Bilim dünyasının "yeni iklim rejimi" olarak tanımladığı süreç, 2025 yılında Türkiye genelinde tüm şiddetiyle hissedildi. Meteorolojik veriler ve uzman görüşleri, ülkenin sadece bir hava olayı değişimiyle değil, topyekûn bir ekosistem dönüşümüyle karşı karşıya olduğunu gösteriyor. Doç. Dr. Doğukan Doğu Yavaşlı, geride kalan yılın ağır bilançosunu değerlendirirken, 2026 yılı için kritik bir yol ayrımına dikkat çekti.
TERMOMETRELERDE TARİHİ REKOR: 50,5 DERECE
Dünya Gazetesi'nin haberine göre 2025 yılı, küresel ısınmanın Türkiye ayağında "en sıcak yıl" unvanına aday oldu. Temmuz ayı, son yarım asrın en sıcak dönemi olarak kayıtlara geçerken, Şırnak’ın Silopi ilçesinde ölçülen 50,5 derece, ulusal sıcaklık rekorunu altüst etti. Aynı gün içerisinde 132 farklı meteoroloji istasyonunda rekor tazelenmesi, krizin yerel değil, ulusal bir ölçekte yayıldığını belgeledi.

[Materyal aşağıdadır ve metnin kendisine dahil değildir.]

// 3.0: append-only trade record. the sole source of truth for positions.
// price is frozen at execution; nothing downstream ever re-prices a trade.

use crate::types::{Amount, ParticipantKey, Price, Quantity, Side, Timestamp, TokenAddress, TournamentId, TradeId, WalletId};
use rust_decimal::Decimal;
use serde::{Deserialize, Serialize};

#[derive(Debug, Clone, PartialEq, Eq, Serialize, Deserialize)]
pub struct Trade {
    pub id: TradeId,
    pub tournament_id: TournamentId,
    pub wallet: WalletId,
    pub token: TokenAddress,
    pub side: Side,
    pub quantity: Quantity,
    pub price: Price,
    pub total_value: Amount,
    pub executed_at: Timestamp,
}

impl Trade {
    /// None when the notional (quantity x price) is out of range.
    pub fn new(
        id: TradeId,
        key: &ParticipantKey,
        token: TokenAddress,
        side: Side,
        quantity: Quantity,
        price: Price,
        executed_at: Timestamp,
    ) -> Option<Self> {
        Some(Self {
            id,
            tournament_id: key.tournament_id,
            wallet: key.wallet.clone(),
            token,
            side,
            quantity,
            price,
            total_value: quantity.notional(price)?,
            executed_at,
        })
    }

    // +qty for buys, -qty for sells
    pub fn signed_quantity(&self) -> Decimal {
        self.side.sign() * self.quantity.value()
    }

    // cash effect on the participant: buys spend, sells earn
    pub fn cash_delta(&self) -> Decimal {
        -self.side.sign() * self.total_value.value()
    }

    // replay order: execution time, then id to break same-millisecond ties
    pub fn replay_key(&self) -> (Timestamp, TradeId) {
        (self.executed_at, self.id)
    }
}
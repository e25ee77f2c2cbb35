// Price Feed Integration
//
// This module abstracts how the engine receives token prices. The core engine
// is agnostic to where quotes come from; it only ever reads the latest cached
// quote. Ingestion is the single writer, trade and valuation paths are readers
// and never wait on a refresh.

use crate::types::{Price, Timestamp, TokenAddress};
use async_trait::async_trait;
use parking_lot::RwLock;
use serde::{Deserialize, Serialize};
use std::collections::HashMap;
use std::sync::Arc;
use tracing::{debug, warn};

/// Latest known price of a token and when the source observed it.
#[derive(Debug, Clone, Copy, PartialEq, Eq, Serialize, Deserialize)]
pub struct PriceQuote {
    pub price: Price,
    pub observed_at: Timestamp,
}

impl PriceQuote {
    pub fn new(price: Price, observed_at: Timestamp) -> Self {
        Self { price, observed_at }
    }

    pub fn age_ms(&self, now: Timestamp) -> i64 {
        self.observed_at.age_at(now)
    }

    pub fn is_stale(&self, now: Timestamp, max_age_ms: i64) -> bool {
        self.age_ms(now) > max_age_ms
    }
}

#[derive(Debug, Clone, PartialEq, Eq, thiserror::Error)]
pub enum PriceFeedError {
    #[error("No price available for {0}")]
    Unavailable(TokenAddress),

    #[error("Price for {token} is stale ({age_ms}ms old)")]
    Stale { token: TokenAddress, age_ms: i64 },
}

/// External price source. Implementations wrap a CEX, an oracle, an indexer.
#[async_trait]
pub trait PriceSource: Send + Sync {
    async fn get_price(&self, token: &TokenAddress) -> Result<PriceQuote, PriceFeedError>;
}

/// Read-shared quote cache.
#[derive(Debug, Default)]
pub struct PriceCache {
    quotes: RwLock<HashMap<TokenAddress, PriceQuote>>,
}

impl PriceCache {
    pub fn new() -> Self {
        Self::default()
    }

    /// Store a quote. Out-of-order quotes (older than what is cached) are dropped.
    /// Returns whether the cache changed.
    pub fn ingest(&self, token: TokenAddress, quote: PriceQuote) -> bool {
        let mut quotes = self.quotes.write();
        match quotes.get(&token) {
            Some(existing) if existing.observed_at > quote.observed_at => {
                debug!(token = %token, "dropping out-of-order quote");
                false
            }
            _ => {
                quotes.insert(token, quote);
                true
            }
        }
    }

    pub fn latest(&self, token: &TokenAddress) -> Option<PriceQuote> {
        self.quotes.read().get(token).copied()
    }

    /// Latest quote, but only if it is within the freshness window.
    pub fn fresh(&self, token: &TokenAddress, now: Timestamp, max_age_ms: i64) -> Result<PriceQuote, PriceFeedError> {
        let quote = self
            .latest(token)
            .ok_or_else(|| PriceFeedError::Unavailable(token.clone()))?;
        if quote.is_stale(now, max_age_ms) {
            return Err(PriceFeedError::Stale {
                token: token.clone(),
                age_ms: quote.age_ms(now),
            });
        }
        Ok(quote)
    }

    pub fn len(&self) -> usize {
        self.quotes.read().len()
    }

    pub fn is_empty(&self) -> bool {
        self.quotes.read().is_empty()
    }
}

/// Pulls quotes from a source into the cache. Driven by an external scheduler.
pub struct PriceIngestor {
    source: Arc<dyn PriceSource>,
    cache: Arc<PriceCache>,
}

impl PriceIngestor {
    pub fn new(source: Arc<dyn PriceSource>, cache: Arc<PriceCache>) -> Self {
        Self { source, cache }
    }

    /// Refresh every token once. Returns the tokens the source failed on;
    /// their previous quotes stay in the cache.
    pub async fn refresh<'a, I>(&self, tokens: I) -> Vec<TokenAddress>
    where
        I: IntoIterator<Item = &'a TokenAddress>,
    {
        let mut failed = Vec::new();
        for token in tokens {
            match self.source.get_price(token).await {
                Ok(quote) => {
                    self.cache.ingest(token.clone(), quote);
                }
                Err(e) => {
                    warn!(token = %token, error = %e, "price refresh failed, keeping last quote");
                    failed.push(token.clone());
                }
            }
        }
        failed
    }
}

/// In-memory source for tests and simulation.
#[derive(Debug, Default)]
pub struct StaticPriceSource {
    quotes: RwLock<HashMap<TokenAddress, PriceQuote>>,
}

impl StaticPriceSource {
    pub fn new() -> Self {
        Self::default()
    }

    pub fn set(&self, token: TokenAddress, quote: PriceQuote) {
        self.quotes.write().insert(token, quote);
    }

    pub fn remove(&self, token: &TokenAddress) {
        self.quotes.write().remove(token);
    }
}

#[async_trait]
impl PriceSource for StaticPriceSource {
    async fn get_price(&self, token: &TokenAddress) -> Result<PriceQuote, PriceFeedError> {
        self.quotes
            .read()
            .get(token)
            .copied()
            .ok_or_else(|| PriceFeedError::Unavailable(token.clone()))
    }
}
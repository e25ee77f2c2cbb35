//! Tournament Engine Simulation.
//!
//! Runs the engine end to end against the in-memory store, a static price
//! source and a mock transfer service: trading, the full lifecycle through
//! payouts, and concurrent claims against a flaky transfer service.

use rust_decimal::Decimal;
use rust_decimal_macros::dec;
use std::collections::BTreeSet;
use std::sync::Arc;
use tournament_core::*;
use tracing_subscriber::EnvFilter;

const HOUR_MS: i64 = 3_600_000;

struct Sim {
    engine: Arc<Engine>,
    clock: Arc<ManualClock>,
    source: Arc<StaticPriceSource>,
    ingestor: PriceIngestor,
    transfers: Arc<InMemoryTransferService>,
}

impl Sim {
    fn new(transfers: InMemoryTransferService) -> Self {
        let clock = Arc::new(ManualClock::new(Timestamp::from_millis(1_700_000_000_000)));
        let cache = Arc::new(PriceCache::new());
        let source = Arc::new(StaticPriceSource::new());
        let transfers = Arc::new(transfers);
        let engine = Engine::new(
            EngineConfig::testing(),
            Arc::new(InMemoryStore::new()),
            cache.clone(),
            transfers.clone(),
            clock.clone(),
        )
        .unwrap();
        Self {
            engine: Arc::new(engine),
            clock,
            ingestor: PriceIngestor::new(source.clone(), cache),
            source,
            transfers,
        }
    }

    async fn quote(&self, token: &str, price: Decimal) {
        let token = TokenAddress::new(token);
        self.source
            .set(token.clone(), PriceQuote::new(Price::new_unchecked(price), self.clock.now()));
        self.ingestor.refresh([&token]).await;
    }

    fn schedule(&self, name: &str, max_participants: u32) -> TournamentId {
        let now = self.clock.now();
        let universe: BTreeSet<TokenAddress> = ["SOL", "BONK", "JUP"].into_iter().map(TokenAddress::new).collect();
        let spec = TournamentSpec {
            name: name.to_string(),
            start_time: now,
            end_time: now.plus_millis(HOUR_MS),
            entry_fees: EntryFees {
                primary: Amount::new(dec!(10)),
                bonus: Amount::new(dec!(1000)),
            },
            max_participants,
            starting_balance: Amount::new(dec!(10000)),
            token_universe: universe,
        };
        let tournament = self.engine.create_tournament(spec).unwrap();
        self.engine.advance_tournaments();
        tournament.id
    }
}

#[tokio::main]
async fn main() {
    tracing_subscriber::fmt()
        .with_env_filter(EnvFilter::try_from_default_env().unwrap_or_else(|_| EnvFilter::new("warn")))
        .init();

    println!("Tournament Engine Simulation");
    println!("Virtual trading, frozen leaderboard, idempotent payouts\n");

    scenario_1_basic_trading().await;
    scenario_2_full_lifecycle().await;
    scenario_3_concurrent_claims().await;

    println!("\nAll simulations completed successfully.");
}

/// Buy, sell, and the rejections that guard balances and positions.
async fn scenario_1_basic_trading() {
    println!("Scenario 1: Basic Trading\n");

    let sim = Sim::new(InMemoryTransferService::new());
    let tid = sim.schedule("warmup", 10);
    let alice = WalletId::new("alice");
    let sol = TokenAddress::new("SOL");
    sim.engine.join_tournament(tid, alice.clone(), Currency::Primary).unwrap();

    sim.quote("SOL", dec!(10)).await;
    let buy = sim.engine.execute_trade(tid, &alice, Side::Buy, &sol, dec!(50)).unwrap();
    println!("  Alice buys 50 SOL @ 10, cash {}", buy.new_cash_balance);

    sim.quote("SOL", dec!(12)).await;
    let sell = sim.engine.execute_trade(tid, &alice, Side::Sell, &sol, dec!(20)).unwrap();
    println!("  Alice sells 20 SOL @ 12, cash {}", sell.new_cash_balance);
    println!("  Position: {} SOL", sim.engine.compute_position(tid, &alice, &sol).unwrap());

    match sim.engine.execute_trade(tid, &alice, Side::Sell, &sol, dec!(31)) {
        Err(e) => println!("  Oversell rejected: {e}"),
        Ok(_) => println!("  Oversell unexpectedly accepted"),
    }

    let portfolio = sim.engine.get_portfolio(tid, &alice).unwrap();
    println!(
        "  Equity {} (cash {} + positions {}), profit {}\n",
        portfolio.valuation.total_equity,
        portfolio.valuation.cash_balance,
        portfolio.valuation.positions_value,
        portfolio.profit
    );
}

/// Join, trade, close, freeze, settle and pay every claim.
async fn scenario_2_full_lifecycle() {
    println!("Scenario 2: Full Lifecycle\n");

    let sim = Sim::new(InMemoryTransferService::new());
    let tid = sim.schedule("weekly", 10);
    let traders = [
        ("whale", Currency::Bonus, "SOL", dec!(500)),
        ("degen", Currency::Primary, "BONK", dec!(900)),
        ("hodler", Currency::Primary, "JUP", dec!(100)),
        ("lurker", Currency::Bonus, "SOL", dec!(1)),
    ];

    sim.quote("SOL", dec!(10)).await;
    sim.quote("BONK", dec!(10)).await;
    sim.quote("JUP", dec!(10)).await;

    for (name, currency, token, qty) in &traders {
        let wallet = WalletId::new(*name);
        sim.engine.join_tournament(tid, wallet.clone(), *currency).unwrap();
        sim.engine
            .execute_trade(tid, &wallet, Side::Buy, &TokenAddress::new(*token), *qty)
            .unwrap();
        sim.clock.advance(1_000);
    }

    sim.quote("SOL", dec!(14)).await;
    sim.quote("BONK", dec!(6)).await;
    sim.quote("JUP", dec!(11)).await;

    sim.clock.advance(HOUR_MS);
    for record in sim.engine.advance_tournaments() {
        println!("  {} -> {:?}", record.tournament_id, record.transition);
    }

    let board = sim.engine.get_leaderboard(tid).unwrap();
    for entry in &board.entries {
        println!(
            "  #{} {:<7} equity {:>8} profit {:>6}%",
            entry.rank, entry.wallet, entry.total_equity, entry.profit_percent
        );
    }

    let summary = sim.engine.settle_tournament(tid).unwrap();
    println!("\n  Settled with {} claims", summary.claims_created);
    for award in &summary.awards {
        let receipt = sim.engine.claim_prize(tid, &award.wallet).await.unwrap();
        println!(
            "  {} paid {} primary + {} bonus ({} transfers)",
            receipt.wallet,
            receipt.primary_paid,
            receipt.bonus_paid,
            receipt.transfer_refs.len()
        );
    }
    println!("  Transfer calls: {}\n", sim.transfers.call_count());
}

/// Many concurrent claims for one winner against a service that times out twice.
async fn scenario_3_concurrent_claims() {
    println!("Scenario 3: Concurrent Claims\n");

    let sim = Sim::new(InMemoryTransferService::new().with_latency(5));
    let tid = sim.schedule("flaky", 10);
    let winner = WalletId::new("winner");
    sim.engine.join_tournament(tid, winner.clone(), Currency::Bonus).unwrap();
    sim.engine.join_tournament(tid, WalletId::new("runner-up"), Currency::Primary).unwrap();

    sim.clock.advance(HOUR_MS);
    sim.engine.advance_tournaments();
    sim.engine.settle_tournament(tid).unwrap();

    sim.transfers.fail_next(Currency::Bonus, TransferError::Failed("rpc timeout".into()));
    sim.transfers.fail_next(Currency::Bonus, TransferError::Failed("rpc timeout".into()));

    let mut handles = Vec::new();
    for _ in 0..8 {
        let engine = sim.engine.clone();
        let wallet = winner.clone();
        handles.push(tokio::spawn(async move { engine.claim_prize(tid, &wallet).await }));
    }

    let mut refs = BTreeSet::new();
    for handle in handles {
        let receipt = handle.await.unwrap().unwrap();
        for transfer_ref in receipt.transfer_refs.values() {
            refs.insert(transfer_ref.clone());
        }
    }

    println!("  8 concurrent claims, {} distinct transfer refs", refs.len());
    println!("  Transfers executed: {}", sim.transfers.executed_count());
    println!("  Failed claims awaiting operator: {}", sim.engine.failed_claims().len());
}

"OLAĞANÜSTÜ KURAKLIK" VE SU KRİZİ
Yılın en stratejik sorunu ise yağış azlığı oldu. Ekim 2024 ile Eylül 2025 arasındaki dönem, son 52 yılın en kurak yılı olarak kaydedildi. Meteoroloji Genel Müdürlüğü’nün hazırladığı haritalarda Türkiye’nin büyük bölümü "olağanüstü kuraklık" alarmı veren mor renge boyandı. İstanbul, Ankara ve İzmir gibi metropollerde baraj doluluk oranlarının kritik seviyelere inmesi, su yönetimini bir güvenlik meselesi haline getirdi.
2025 İKLİM BİLANÇOSU: RAKAMLARLA YIKIM
| Başlık | 2025 Verisi | Durum Analizi |
| En Yüksek Sıcaklık | 50,5 °C (Silopi) | Tüm zamanların ulusal rekoru |
| Yanan Alan | 80.000 Hektar | 53 şehirde eş zamanlı yangınlar |
| Yağış Oranı | - %52 (Ortalama altı) | Son 52 yılın en düşük seviyesi |
| Can Kaybı | 17 Kişi | Yangın ve ani sel felaketleri kaynaklı |
ISINAN DENİZLER VE ANİ SELLER
İklim krizinin tek yüzü kuraklık değildi. Akdeniz yüzey suyu sıcaklıkları, küresel ortalamanın üç katı hızla artarak tarihi zirveyi gördü. Denizlerdeki bu ısınma, atmosferik dengesizliği tetikleyerek Doğu Karadeniz başta olmak üzere birçok bölgede "kısa süreli ama aşırı" yağışlara neden oldu. Uzmanlar, Türkiye'nin artık aynı anda hem kuraklıkla hem de yıkıcı taşkınlarla mücadele etmek zorunda olduğu "hibrit bir kriz" dönemine girdiğini vurguluyor.
BİLİM İNSANLARINDAN 2026 UYARISI
Doç. Dr. Doğukan Doğu Yavaşlı, 2025’te yaşananların aslında bir "uyarı fişeği" olduğunu belirtiyor. COP30 gibi uluslararası zirvelerin somut adımlar atmakta yetersiz kaldığına değinen Yavaşlı, şu uyarıda bulunuyor:
"2025 bir istisna değil; yeni normalin başlangıcıdır. Eğer emisyon azaltımı ve iklim uyum politikalarında radikal kararlar alınmazsa, 2026 yılı kayıpların derinleştiği, geri dönüşü olmayan bir yıkım yılı olabilir."